Rod Adams wrote:
It seems to me that there are several advantages to making a group of multi with the same short name a single object, of type MultiSub|MultiMethod, which internally holds references to the all the various routines that share that short name.

It doesn't have to be junctive because for a multi it's irrelevant if it's a method or a sub. This distinction is used only at compile time of the class closure. So I guess there is a

class Multi is Code {...}

in Perl 6.


It would behave like a tied sub (or method), with a .dispatch method to decide which of the contained routines should be called this particular time. Manhattan would be the default. However, one can override the dispatch logic; implementing Luke's Patterns idea, for example.

I see. Something like

use MMD::Manhattan;
use MMD::Symmetric;
use MMD::Pattern;
...

> [..] I don't think there has
been syntax introduced thus far that enables this ability. But it's likely I missed it along the way, like I seem to be missing several other things lately.

I interpret the hash like syntax &foo<Int,Array[Int]> such that &foo represents the complete set of branches of multi sub foo. The only thing I wonder is this also supported for calling particular subs without dispatching: foo<Int>(17)? Or even partial dispatching on the sliced multi? This would BTW be something the optimizer would use as well.

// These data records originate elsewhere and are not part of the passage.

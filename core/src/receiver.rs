//! Receive session: routing logic, worker threads, and the
//! `Searching → Locked → Done` state machine.
//!
//! One producer (the capture loop calling [`Receiver::push_block`]) feeds two
//! consumer workers, of which only one is ever active: the sync worker slides
//! its window over pre-lock blocks hunting for the preamble, and the demod
//! worker drains the post-lock sample queue symbol by symbol. The hand-off at
//! lock transfers the exact residual slice, so no sample at the boundary is
//! dropped or duplicated.

use crate::config::RxConfig;
use crate::demod::Demodulator;
use crate::error::{ReceiverError, Result};
use crate::source::SampleSource;
use crate::spectrum::{FftPeakEstimator, FrequencyEstimator};
use crate::sync::{cross_correlate, preamble_template, PreambleDetector, SyncDecision};
use std::collections::VecDeque;
use std::sync::atomic::{AtomicBool, AtomicU8, Ordering};
use std::sync::{Arc, Condvar, Mutex, MutexGuard};
use std::thread::{self, JoinHandle};

/// Observable session state.
#[derive(Debug, Clone, Copy, PartialEq, Eq)]
pub enum SessionState {
    /// Still hunting for the preamble in the sliding window
    Searching,
    /// Preamble confirmed; samples route to the demodulation queue
    Locked,
    /// Stop sentinel observed; the message is ready
    Done,
}

const STATE_SEARCHING: u8 = 0;
const STATE_LOCKED: u8 = 1;
const STATE_DONE: u8 = 2;

struct Shared {
    /// Blocks awaiting the sync stage, strictly in arrival order
    inbox: Mutex<VecDeque<Vec<f32>>>,
    inbox_cond: Condvar,
    /// Samples awaiting demodulation, strictly in arrival order
    queue: Mutex<VecDeque<f32>>,
    queue_cond: Condvar,
    state: AtomicU8,
    running: AtomicBool,
    /// Producer promise that no further blocks will arrive
    input_done: AtomicBool,
}

impl Shared {
    fn state(&self) -> SessionState {
        match self.state.load(Ordering::Acquire) {
            STATE_SEARCHING => SessionState::Searching,
            STATE_LOCKED => SessionState::Locked,
            _ => SessionState::Done,
        }
    }

    fn running(&self) -> bool {
        self.running.load(Ordering::Acquire)
    }

    fn input_done(&self) -> bool {
        self.input_done.load(Ordering::Acquire)
    }

    // A waiter checks its predicate while holding the buffer lock, so the
    // flag store must be ordered through both locks before the notify or a
    // worker between check and wait could sleep through the wake.
    fn wake_all(&self) {
        drop(lock_ignore_poison(&self.inbox));
        drop(lock_ignore_poison(&self.queue));
        self.inbox_cond.notify_all();
        self.queue_cond.notify_all();
    }
}

// A worker that panicked must not wedge the producer behind a poisoned lock.
fn lock_ignore_poison<T>(mutex: &Mutex<T>) -> MutexGuard<'_, T> {
    mutex.lock().unwrap_or_else(|poisoned| poisoned.into_inner())
}

/// A single receive session.
///
/// Spawning starts both workers; blocks are then routed by state. The
/// session ends either when the demodulator observes the stop sentinel
/// (state `Done`, [`Receiver::join`] yields the message) or when
/// [`Receiver::cancel`] aborts it.
pub struct Receiver {
    config: RxConfig,
    shared: Arc<Shared>,
    sync_worker: Option<JoinHandle<()>>,
    demod_worker: Option<JoinHandle<Result<Vec<u8>>>>,
}

impl Receiver {
    /// Spawn a session with the default FFT peak estimator.
    pub fn spawn(config: RxConfig) -> Result<Self> {
        Self::spawn_with_estimator(config, Box::new(FftPeakEstimator::new()))
    }

    /// Spawn a session with a caller-provided frequency estimator.
    pub fn spawn_with_estimator(
        config: RxConfig,
        estimator: Box<dyn FrequencyEstimator>,
    ) -> Result<Self> {
        config.validate()?;

        let shared = Arc::new(Shared {
            inbox: Mutex::new(VecDeque::new()),
            inbox_cond: Condvar::new(),
            queue: Mutex::new(VecDeque::new()),
            queue_cond: Condvar::new(),
            state: AtomicU8::new(STATE_SEARCHING),
            running: AtomicBool::new(true),
            input_done: AtomicBool::new(false),
        });

        let sync_worker = {
            let shared = Arc::clone(&shared);
            let config = config.clone();
            thread::Builder::new()
                .name("bfskrx-sync".into())
                .spawn(move || sync_worker(&config, &shared))?
        };

        let demod_worker = {
            let shared = Arc::clone(&shared);
            let config = config.clone();
            thread::Builder::new()
                .name("bfskrx-demod".into())
                .spawn(move || demod_worker(&config, &shared, estimator))
        };
        let demod_worker = match demod_worker {
            Ok(handle) => handle,
            Err(e) => {
                shared.running.store(false, Ordering::Release);
                shared.wake_all();
                let _ = sync_worker.join();
                return Err(e.into());
            }
        };

        Ok(Self {
            config,
            shared,
            sync_worker: Some(sync_worker),
            demod_worker: Some(demod_worker),
        })
    }

    /// Route one symbol period of samples into the session.
    ///
    /// Pre-lock blocks go to the sync stage, post-lock blocks to the
    /// demodulation queue; the two stages are mutually exclusive consumers.
    /// Blocks arriving after completion are dropped.
    pub fn push_block(&self, block: &[f32]) -> Result<()> {
        let expected = self.config.symbol_samples;
        if block.len() != expected {
            return Err(ReceiverError::InvalidBlockSize {
                expected,
                actual: block.len(),
            });
        }

        match self.shared.state() {
            SessionState::Locked => self.enqueue(block),
            SessionState::Done => {
                log::trace!("dropping block after session completion");
            }
            SessionState::Searching => {
                let mut inbox = lock_ignore_poison(&self.shared.inbox);
                // Re-check under the lock: the sync worker commits the lock
                // transition while holding it, so a racing block must land
                // in the queue, never in the dead sync stage.
                if self.shared.state() == SessionState::Searching {
                    inbox.push_back(block.to_vec());
                    drop(inbox);
                    self.shared.inbox_cond.notify_one();
                } else {
                    drop(inbox);
                    self.enqueue(block);
                }
            }
        }
        Ok(())
    }

    fn enqueue(&self, block: &[f32]) {
        let mut queue = lock_ignore_poison(&self.shared.queue);
        queue.extend(block.iter().copied());
        drop(queue);
        self.shared.queue_cond.notify_one();
    }

    /// Feed blocks from a source until it is exhausted or the session ends.
    pub fn feed_from<S: SampleSource>(&self, source: &mut S) -> Result<()> {
        while self.state() != SessionState::Done {
            match source.next_block() {
                Some(block) => self.push_block(&block)?,
                None => break,
            }
        }
        Ok(())
    }

    pub fn state(&self) -> SessionState {
        self.shared.state()
    }

    pub fn is_finished(&self) -> bool {
        self.state() == SessionState::Done
    }

    /// Ask both workers to stop and unblock any parked waiter.
    pub fn cancel(&self) {
        self.shared.running.store(false, Ordering::Release);
        self.shared.wake_all();
    }

    /// Signal that no further input will arrive.
    ///
    /// The sync worker exits once its backlog is exhausted and the demod
    /// worker keeps draining whole symbols from the queue; [`join`] then
    /// yields the message if the stop sentinel was reached, or
    /// `Err(Incomplete)` if the input ran out first. Unlike [`cancel`],
    /// this never cuts off samples that are already queued.
    ///
    /// [`join`]: Receiver::join
    /// [`cancel`]: Receiver::cancel
    pub fn finish(&self) {
        self.shared.input_done.store(true, Ordering::Release);
        self.shared.wake_all();
    }

    /// Wait for the session to finish and return the decoded message.
    ///
    /// Blocks until the stop sentinel has been demodulated, the session was
    /// cancelled (`Err(Cancelled)`), or [`finish`] was signalled and the
    /// remaining input drained without a sentinel (`Err(Incomplete)`).
    /// Callers that cannot guarantee a sentinel must [`finish`] or
    /// [`cancel`] first.
    ///
    /// [`finish`]: Receiver::finish
    /// [`cancel`]: Receiver::cancel
    pub fn join(mut self) -> Result<Vec<u8>> {
        // The demod worker alone cannot observe cancellation delivered while
        // the sync stage still owns the stream, so stop the sync worker too.
        if let Some(handle) = self.sync_worker.take() {
            handle.join().map_err(|_| ReceiverError::WorkerPanicked)?;
        }
        match self.demod_worker.take() {
            Some(handle) => handle.join().map_err(|_| ReceiverError::WorkerPanicked)?,
            None => Err(ReceiverError::WorkerPanicked),
        }
    }
}

impl Drop for Receiver {
    fn drop(&mut self) {
        // Joining here could block a caller that never fed a sentinel, so
        // the workers are cancelled and detached; both exit promptly once
        // the running flag is down.
        self.cancel();
    }
}

fn sync_worker(config: &RxConfig, shared: &Shared) {
    let template = preamble_template(config);
    let mut detector = PreambleDetector::new(config);
    let symbol_samples = config.symbol_samples;
    let mut window = vec![0.0f32; config.window_samples()];

    loop {
        let block = {
            let mut inbox = lock_ignore_poison(&shared.inbox);
            loop {
                if !shared.running() {
                    return;
                }
                if let Some(block) = inbox.pop_front() {
                    break block;
                }
                // Backlog drained with no lock confirmed and no more input
                // coming: the search is over.
                if shared.input_done() {
                    return;
                }
                inbox = shared
                    .inbox_cond
                    .wait(inbox)
                    .unwrap_or_else(|poisoned| poisoned.into_inner());
            }
        };

        // Strict fixed-size FIFO: evict exactly one symbol period from the
        // front, append exactly one at the back.
        window.drain(..symbol_samples);
        window.extend_from_slice(&block);

        // The inbox lock is already released; the O(window × template)
        // correlation scan never blocks the producer.
        let Some(best) = cross_correlate(&window, &template) else {
            continue;
        };

        match detector.observe(best) {
            SyncDecision::Confirmed { data_start } => {
                log::debug!(
                    "lock confirmed at window offset {} (score {:.4})",
                    best.position,
                    best.score
                );
                commit_lock(shared, &window, data_start);
                return;
            }
            SyncDecision::Tentative => {
                log::debug!(
                    "candidate detection at {} (score {:.4}), awaiting confirmation",
                    best.position,
                    best.score
                );
            }
            SyncDecision::NoDetection => {}
        }
    }
}

/// Publish the lock: hand the residual post-preamble samples (plus any
/// blocks the producer delivered while the final correlation ran) to the
/// demodulation queue, then flip the routing switch.
fn commit_lock(shared: &Shared, window: &[f32], data_start: usize) {
    let mut inbox = lock_ignore_poison(&shared.inbox);
    let mut handed_off = 0;
    {
        let mut queue = lock_ignore_poison(&shared.queue);
        queue.extend(window[data_start..].iter().copied());
        handed_off += window.len() - data_start;
        for block in inbox.drain(..) {
            handed_off += block.len();
            queue.extend(block);
        }
    }
    // The store happens under the inbox lock; push_block re-checks the state
    // there, so no producer block can slip into the dead sync stage.
    shared.state.store(STATE_LOCKED, Ordering::Release);
    drop(inbox);
    shared.queue_cond.notify_one();
    log::info!("preamble lock confirmed, {handed_off} residual samples handed to demodulation");
}

fn demod_worker(
    config: &RxConfig,
    shared: &Shared,
    estimator: Box<dyn FrequencyEstimator>,
) -> Result<Vec<u8>> {
    let symbol_samples = config.symbol_samples;
    let mut demod = Demodulator::new(config, estimator);
    let mut chunk = vec![0.0f32; symbol_samples];

    loop {
        {
            let mut queue = lock_ignore_poison(&shared.queue);
            loop {
                if !shared.running() {
                    log::debug!(
                        "demodulation cancelled with {} bits accumulated",
                        demod.bit_count()
                    );
                    return Err(ReceiverError::Cancelled);
                }
                if queue.len() >= symbol_samples {
                    break;
                }
                // Less than a symbol left and the producer is done: the
                // stream ended without reaching the stop sentinel.
                if shared.input_done() {
                    log::debug!(
                        "input ended mid-transmission with {} bits accumulated",
                        demod.bit_count()
                    );
                    return Err(ReceiverError::Incomplete);
                }
                queue = shared
                    .queue_cond
                    .wait(queue)
                    .unwrap_or_else(|poisoned| poisoned.into_inner());
            }
            for (slot, sample) in chunk.iter_mut().zip(queue.drain(..symbol_samples)) {
                *slot = sample;
            }
        }

        // Lock released before the FFT so producer appends are never
        // delayed by estimator compute.
        if demod.feed_symbol(&chunk)? {
            break;
        }
    }

    shared.state.store(STATE_DONE, Ordering::Release);
    let message = demod.finish();
    log::info!("stop tone observed, {} message bytes decoded", message.len());
    Ok(message)
}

Another thing I haven't seen is how to declare a new multi at runtime. Non-multi's can be created via C< &func := sub {...}; >, but that's destructive to any other routines that might have occupied that namespace.

If the above is correct than it would be more like hash assignment.


There are likely several rough edges in here, and I've by no means convinced myself that this is the Right Thing, but I thought I'd throw the idea out there to what others thought of it.

I see some convergence and choices where that is not the case.